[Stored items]
[Start of section]
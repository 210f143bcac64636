//! cardiorisk: 10-year cardiovascular risk from a patient record.
//!
//! Reads one JSON record from a file path or stdin and prints the assessment.

use std::io::{BufReader, Read};
use std::process::ExitCode;

use anyhow::{Context, Result};
use tracing_subscriber::{layer::SubscriberExt, util::SubscriberInitExt, EnvFilter};

use cardiorisk::adapters::json::{read_patient, write_json};
use cardiorisk::adapters::sanitize::SanitizingMakeWriter;
use cardiorisk::adapters::SystemClock;
use cardiorisk::application::{EngineConfig, RiskEngine};
use cardiorisk::RiskError;

/// Exit status when the record has blocking validation errors.
const EXIT_INVALID_INPUT: u8 = 2;

fn main() -> Result<ExitCode> {
    // Logs never go to stdout; stdout carries the JSON result.
    let log_mode = std::env::var("CARDIORISK_LOG_MODE").unwrap_or_else(|_| "stderr".to_string());

    let (writer, _guard) = if log_mode == "file" {
        let log_file =
            std::env::var("CARDIORISK_LOG_FILE").unwrap_or_else(|_| "cardiorisk.log".to_string());

        if let Some(parent) = std::path::Path::new(&log_file).parent() {
            // Best-effort: the open below reports the real failure.
            let _ = std::fs::create_dir_all(parent);
        }

        let file = std::fs::OpenOptions::new()
            .create(true)
            .append(true)
            .open(&log_file)
            .with_context(|| format!("Failed to open log file {log_file}"))?;
        tracing_appender::non_blocking(file)
    } else {
        tracing_appender::non_blocking(std::io::stderr())
    };

    tracing_subscriber::registry()
        .with(EnvFilter::try_from_default_env().unwrap_or_else(|_| EnvFilter::new("info")))
        .with(
            tracing_subscriber::fmt::layer()
                .with_ansi(false)
                .with_writer(SanitizingMakeWriter::new(writer)),
        )
        .init();

    let source = std::env::args().nth(1).unwrap_or_else(|| "-".to_string());
    let reader: Box<dyn Read> = if source == "-" {
        Box::new(std::io::stdin().lock())
    } else {
        let file = std::fs::File::open(&source)
            .with_context(|| format!("Failed to open patient record {source}"))?;
        Box::new(BufReader::new(file))
    };

    let input = read_patient(reader).context("Failed to parse patient record")?;

    let engine = RiskEngine::with_clock(SystemClock, EngineConfig::from_env_or_default());
    tracing::debug!("Using {}", engine.config().model.algorithm_version());

    match engine.assess(&input) {
        Ok(assessment) => {
            write_json(std::io::stdout().lock(), &assessment)?;
            Ok(ExitCode::SUCCESS)
        }
        Err(RiskError::InvalidInput(issues)) => {
            write_json(
                std::io::stdout().lock(),
                &serde_json::json!({ "issues": issues }),
            )?;
            Ok(ExitCode::from(EXIT_INVALID_INPUT))
        }
        Err(e) => Err(e).context("Risk calculation failed"),
    }
}
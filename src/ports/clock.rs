//! Clock port: Trait for reading wall-clock time.
//!
//! The timestamp is metadata on a result and never feeds the calculation.

use chrono::{DateTime, Utc};

/// Source of the current time.
///
/// Implementations:
/// - `SystemClock` for production use
/// - `FixedClock` for reproducible output in tests
pub trait Clock: Send + Sync {
    /// Read the current time.
    ///
    /// Callers read it once per calculation so a single result is
    /// internally time-consistent.
    fn now(&self) -> DateTime<Utc>;
}
//! Log sanitization for patient-identifying and clinical data.
//!
//! Formatted log lines pass through [`SanitizingMakeWriter`], which redacts:
//! - Identifiers (UUIDs, SSN-like and MRN-like tokens)
//! - Contact details (emails, phone numbers)
//! - Calendar dates (dates of birth, visit dates)
//! - Clinical measurements with units (`mg/dL`, `mmol/L`, `mmHg`)
//!
//! Application code already avoids putting patient values into log messages;
//! this catches what slips through (for example serde error text that quotes
//! a submitted document).
//!
//! Input is capped at `CARDIORISK_SANITIZE_MAX_BYTES` per call.

use regex::{Regex, RegexSet};
use std::sync::OnceLock;
use tracing_subscriber::fmt::MakeWriter;

static PATTERNS: OnceLock<RedactionPatterns> = OnceLock::new();

/// Default per-call cap (16 KiB).
const DEFAULT_SANITIZE_MAX_BYTES: usize = 16 * 1024;

struct Redaction {
    regex: Regex,
    replacement: &'static str,
}

struct RedactionPatterns {
    set: RegexSet,
    redactions: Vec<Redaction>,
}

const RULES: [(&str, &str); 7] = [
    (
        r"[0-9a-fA-F]{8}-[0-9a-fA-F]{4}-[0-9a-fA-F]{4}-[0-9a-fA-F]{4}-[0-9a-fA-F]{12}",
        "[REDACTED-UUID]",
    ),
    (r"\b\d{3}-\d{2}-\d{4}\b", "[REDACTED-SSN]"),
    (r"\bMRN[:\s]?\d{6,10}\b", "[REDACTED-MRN]"),
    (
        r"(?i)\b[a-z0-9](?:[a-z0-9._%+-]{0,62}[a-z0-9])?@(?:[a-z0-9](?:[a-z0-9-]{0,61}[a-z0-9])?\.)+[a-z]{2,}\b",
        "[REDACTED-EMAIL]",
    ),
    (
        r"\b(?:\+?1[-.\s]?)?\(?[0-9]{3}\)?[-.\s][0-9]{3}[-.\s][0-9]{4}\b",
        "[REDACTED-PHONE]",
    ),
    (r"\b\d{4}-\d{2}-\d{2}\b", "[REDACTED-DATE]"),
    (
        r"(?i)\b\d+(?:\.\d+)?(?:/\d+)?\s?(?:mg/dl|mmol/l|mmhg)",
        "[REDACTED-MEASUREMENT]",
    ),
];

fn truncate_to_char_boundary(input: &str, max_bytes: usize) -> (&str, bool) {
    if input.len() <= max_bytes {
        return (input, false);
    }

    let mut end = max_bytes.min(input.len());
    while end > 0 && !input.is_char_boundary(end) {
        end -= 1;
    }
    (&input[..end], true)
}

fn max_sanitize_bytes() -> usize {
    std::env::var("CARDIORISK_SANITIZE_MAX_BYTES")
        .ok()
        .and_then(|v| v.parse::<usize>().ok())
        .filter(|&v| v > 0)
        .unwrap_or(DEFAULT_SANITIZE_MAX_BYTES)
}

fn patterns() -> &'static RedactionPatterns {
    PATTERNS.get_or_init(|| {
        // Patterns are compile-time literals; a failure here is a programming error.
        let set = RegexSet::new(RULES.iter().map(|(p, _)| *p)).expect("Valid regex set");
        let redactions = RULES
            .iter()
            .map(|(pattern, replacement)| Redaction {
                regex: Regex::new(pattern).expect("Valid regex"),
                replacement,
            })
            .collect();
        RedactionPatterns { set, redactions }
    })
}

/// Redact identifiers and measurements from `input`.
#[must_use]
pub fn sanitize(input: &str) -> String {
    sanitize_with_limit(input, max_sanitize_bytes())
}

fn sanitize_with_limit(input: &str, max_bytes: usize) -> String {
    let patterns = patterns();
    let (prefix, truncated) = truncate_to_char_boundary(input, max_bytes);

    let mut result = prefix.to_string();
    for idx in patterns.set.matches(prefix).into_iter() {
        let redaction = &patterns.redactions[idx];
        result = redaction
            .regex
            .replace_all(&result, redaction.replacement)
            .into_owned();
    }

    if truncated {
        result.push_str(" [TRUNCATED]");
    }
    result
}

/// Whether `input` contains anything that would be redacted.
#[must_use]
pub fn contains_sensitive(input: &str) -> bool {
    let (prefix, _) = truncate_to_char_boundary(input, max_sanitize_bytes());
    patterns().set.is_match(prefix)
}

/// A `tracing_subscriber` writer wrapper that sanitizes each formatted line
/// before it reaches the underlying sink.
#[derive(Debug)]
pub struct SanitizingMakeWriter<M> {
    inner: M,
}

impl<M> SanitizingMakeWriter<M> {
    #[must_use]
    pub fn new(inner: M) -> Self {
        Self { inner }
    }
}

impl<M: Clone> Clone for SanitizingMakeWriter<M> {
    fn clone(&self) -> Self {
        Self {
            inner: self.inner.clone(),
        }
    }
}

pub struct SanitizingWriter<W> {
    inner: W,
    buffer: Vec<u8>,
}

impl<W> SanitizingWriter<W> {
    fn new(inner: W) -> Self {
        Self {
            inner,
            buffer: Vec::new(),
        }
    }
}

impl<W: std::io::Write> SanitizingWriter<W> {
    fn flush_lines(&mut self) -> std::io::Result<()> {
        while let Some(pos) = self.buffer.iter().position(|&b| b == b'\n') {
            let line: Vec<u8> = self.buffer.drain(..=pos).collect();
            let sanitized = sanitize(&String::from_utf8_lossy(&line));
            self.inner.write_all(sanitized.as_bytes())?;
        }
        Ok(())
    }
}

impl<W: std::io::Write> std::io::Write for SanitizingWriter<W> {
    fn write(&mut self, buf: &[u8]) -> std::io::Result<usize> {
        self.buffer.extend_from_slice(buf);

        // A formatter that never emits a newline must not grow the buffer forever.
        let hard_cap = max_sanitize_bytes().saturating_mul(2);
        if self.buffer.len() > hard_cap {
            let sanitized = sanitize(&String::from_utf8_lossy(&self.buffer));
            self.inner.write_all(sanitized.as_bytes())?;
            self.inner.write_all(b"\n")?;
            self.buffer.clear();
            return Ok(buf.len());
        }

        self.flush_lines()?;
        Ok(buf.len())
    }

    fn flush(&mut self) -> std::io::Result<()> {
        self.flush_lines()?;

        if !self.buffer.is_empty() {
            let sanitized = sanitize(&String::from_utf8_lossy(&self.buffer));
            self.inner.write_all(sanitized.as_bytes())?;
            self.buffer.clear();
        }

        self.inner.flush()
    }
}

impl<'a, M> MakeWriter<'a> for SanitizingMakeWriter<M>
where
    M: MakeWriter<'a>,
{
    type Writer = SanitizingWriter<M::Writer>;

    fn make_writer(&'a self) -> Self::Writer {
        SanitizingWriter::new(self.inner.make_writer())
    }
}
[End of section]
Reproduce the lines of the entries above from the one with "let (prefix, _)" to the one with "impl<M: Clone> Clone", both included, exactly and without any other line.

▸ **Problem solution**
    let (prefix, _) = truncate_to_char_boundary(input, max_sanitize_bytes());
    patterns().set.is_match(prefix)
}

/// A `tracing_subscriber` writer wrapper that sanitizes each formatted line
/// before it reaches the underlying sink.
#[derive(Debug)]
pub struct SanitizingMakeWriter<M> {
    inner: M,
}

impl<M> SanitizingMakeWriter<M> {
    #[must_use]
    pub fn new(inner: M) -> Self {
        Self { inner }
    }
}

impl<M: Clone> Clone for SanitizingMakeWriter<M> {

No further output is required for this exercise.